The day before Easter, 2006, my mother left me a message saying that if her three granddaughters were in L.A., she would hide eggs in the yard for an Easter egg hunt. Never mind that my daughter was 15, and her cousins were then 17 and 18. I called her back and we had a delightful chat about the passage of time, how proud she was of her beautiful and accomplished granddaughters and how much we missed each other. I tried to convince her to move to Idaho, even though I had finally cut the apron strings in 2003, severing our codependent relationship and fleeing Los Angeles and the ties that bind. We had laughed so easily that afternoon. And when we said good-bye and “I love you,” it welled from my core. Two days later my mother was gone.

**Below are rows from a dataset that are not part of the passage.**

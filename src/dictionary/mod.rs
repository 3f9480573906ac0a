//! Dictionary Loader
//!
//! Word list fetching, expansion into a lookup set, and live reload.

pub mod error;
pub mod source;
pub mod watch;
pub mod words;

use std::sync::Arc;

use tokio::sync::{Mutex, RwLock};

pub use error::DictionaryError;
pub use source::{DEFAULT_DICTIONARY_URL, DictionarySource};
pub use words::{BUILTIN_WORDS, Dictionary, capitalize};

/// Availability of the dictionary for the running server
#[derive(Debug, Clone, Default)]
pub enum DictionaryState {
    /// Initial fetch has not completed yet
    #[default]
    Loading,
    Ready(Arc<Dictionary>),
    /// Fetch failed and no earlier dictionary is available
    Unavailable(String),
}

impl DictionaryState {
    pub fn ready(&self) -> Option<Arc<Dictionary>> {
        match self {
            Self::Ready(dictionary) => Some(dictionary.clone()),
            Self::Loading | Self::Unavailable(_) => None,
        }
    }
}

/// Result of replacing the shared dictionary
#[derive(Debug)]
pub enum ReloadOutcome {
    /// New dictionary in use, with its entry count
    Loaded(usize),
    /// Load failed; the dictionary loaded earlier is still in use
    KeptPrevious(DictionaryError),
    /// Load failed and there is nothing to fall back to
    Unavailable(DictionaryError),
}

/// Dictionary shared between requests, replaced one load at a time
///
/// Reloads are serialized so that a slow load started earlier can never
/// overwrite the result of a later one.
#[derive(Debug, Default)]
pub struct SharedDictionary {
    state: RwLock<DictionaryState>,
    loading: Mutex<()>,
}

impl SharedDictionary {
    pub fn new() -> Self {
        Self::default()
    }

    /// The dictionary in use, if one has loaded
    pub async fn ready(&self) -> Option<Arc<Dictionary>> {
        self.state.read().await.ready()
    }

    /// Load from `source` and swap the result in
    pub async fn reload<I, S>(&self, source: &DictionarySource, extra_words: I) -> ReloadOutcome
    where
        I: IntoIterator<Item = S>,
        S: AsRef<str>,
    {
        let _loading = self.loading.lock().await;

        match source.load(extra_words).await {
            Ok(dictionary) => {
                let entries = dictionary.len();
                *self.state.write().await = DictionaryState::Ready(Arc::new(dictionary));
                ReloadOutcome::Loaded(entries)
            }
            Err(e) => {
                let mut state = self.state.write().await;
                if let DictionaryState::Ready(_) = *state {
                    ReloadOutcome::KeptPrevious(e)
                } else {
                    *state = DictionaryState::Unavailable(e.to_string());
                    ReloadOutcome::Unavailable(e)
                }
            }
        }
    }
}
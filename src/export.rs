//! Document export
//!
//! Writes a document's text to a plain file, the server-side counterpart of
//! saving a download from the browser.

use std::path::{Path, PathBuf};

use anyhow::{Context, Result};

/// Name of the exported file
pub const EXPORT_FILE_NAME: &str = "document.txt";

/// Write `content` to `document.txt` inside `dir`, replacing any previous export
pub async fn export_document(dir: &Path, content: &str) -> Result<PathBuf> {
    tokio::fs::create_dir_all(dir)
        .await
        .with_context(|| format!("Failed to create export directory {}", dir.display()))?;

    let path = dir.join(EXPORT_FILE_NAME);
    tokio::fs::write(&path, content)
        .await
        .with_context(|| format!("Failed to write {}", path.display()))?;

    log::info!("Exported document to {}", path.display());
    Ok(path)
}
use anyhow::Result;
use spellcheck_language_server::Config;
use spellcheck_language_server::check::run_check;
use spellcheck_language_server::logging;
use spellcheck_language_server::lsp::server::serve;

#[tokio::main]
async fn main() -> Result<()> {
    let config = Config::from_args_and_env()?;
    logging::init(&config.log_level);

    if config.check_files.is_empty() {
        return serve(config).await;
    }

    if run_check(&config).await? > 0 {
        std::process::exit(1);
    }
    Ok(())
}
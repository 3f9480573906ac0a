//! Validation Engine
//!
//! Core spell checking logic separated from parsing and LSP concerns.

use crate::dictionary::Dictionary;
use crate::parser::{Token, split_lines, tokenize_line};

/// An error for a misspelled token
///
/// Lines and columns are 1-based. Columns count UTF-16 code units and the
/// end column is exclusive.
#[derive(Debug, Clone, PartialEq)]
pub struct Diagnostic {
    pub line: usize,
    pub start_column: usize,
    pub end_column: usize,
    pub word: String,
    pub message: String,
}

/// Result of validating a document or line
#[derive(Debug, Clone, PartialEq)]
pub struct ValidationResult {
    pub diagnostics: Vec<Diagnostic>,
}

impl Default for ValidationResult {
    fn default() -> Self {
        Self::new()
    }
}

impl ValidationResult {
    pub fn new() -> Self {
        Self {
            diagnostics: Vec::new(),
        }
    }

    pub fn add_unknown_word(&mut self, line: usize, span: (usize, usize), word: &str) {
        self.diagnostics.push(Diagnostic {
            line,
            start_column: span.0,
            end_column: span.1,
            word: word.to_string(),
            message: format!("'{}' is not a valid word", word),
        });
    }

    pub fn is_valid(&self) -> bool {
        self.diagnostics.is_empty()
    }
}

/// Validate a single line of text
pub fn validate_line(line_num: usize, line: &str, dictionary: &Dictionary) -> ValidationResult {
    let mut result = ValidationResult::new();

    for token in tokenize_line(line) {
        if token.is_empty() || dictionary.contains(&token.normalized) {
            continue;
        }
        let span = locate(line, &token);
        result.add_unknown_word(line_num, span, &token.normalized);
    }

    result
}

/// Validate an entire document
pub fn validate_document(content: &str, dictionary: &Dictionary) -> ValidationResult {
    let mut result = ValidationResult::new();

    for (line_num, line) in split_lines(content).enumerate() {
        let line_result = validate_line(line_num + 1, line, dictionary);
        result.diagnostics.extend(line_result.diagnostics);
    }

    result
}

/// Column span of a token within its line
///
/// Uses the first occurrence of the normalized text in the line, so a
/// repeated word always points at its first appearance. Falls back to the
/// token's own position when the normalized text never appears verbatim.
fn locate(line: &str, token: &Token<'_>) -> (usize, usize) {
    let normalized: &str = &token.normalized;
    let (offset, text) = match line.find(normalized) {
        Some(offset) => (offset, normalized),
        None => (token.offset, token.raw),
    };

    let start = utf16_len(&line[..offset]) + 1;
    (start, start + utf16_len(text))
}

fn utf16_len(text: &str) -> usize {
    text.encode_utf16().count()
}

Today is especially bittersweet. I was born the day before Mother’s Day, 1953. Every seven years my birthday falls on Mother’s Day and it was always special to exchange gifts as we celebrated that most complicated and impassioned of bonds — mothers and daughters. My own daughter is away at school so I will get a phone call that will have to suffice for this doubly celebratory day.
Whether your mother is alive and well, or lives in sweet and tangled memories, celebrate the person and the parent you are today, because of that most human of all creatures — mothers. And to all my classmates who have journeyed through the Motherhood, I hope you have the most wonderful day in the company of those you love. Happy Mother’s Day!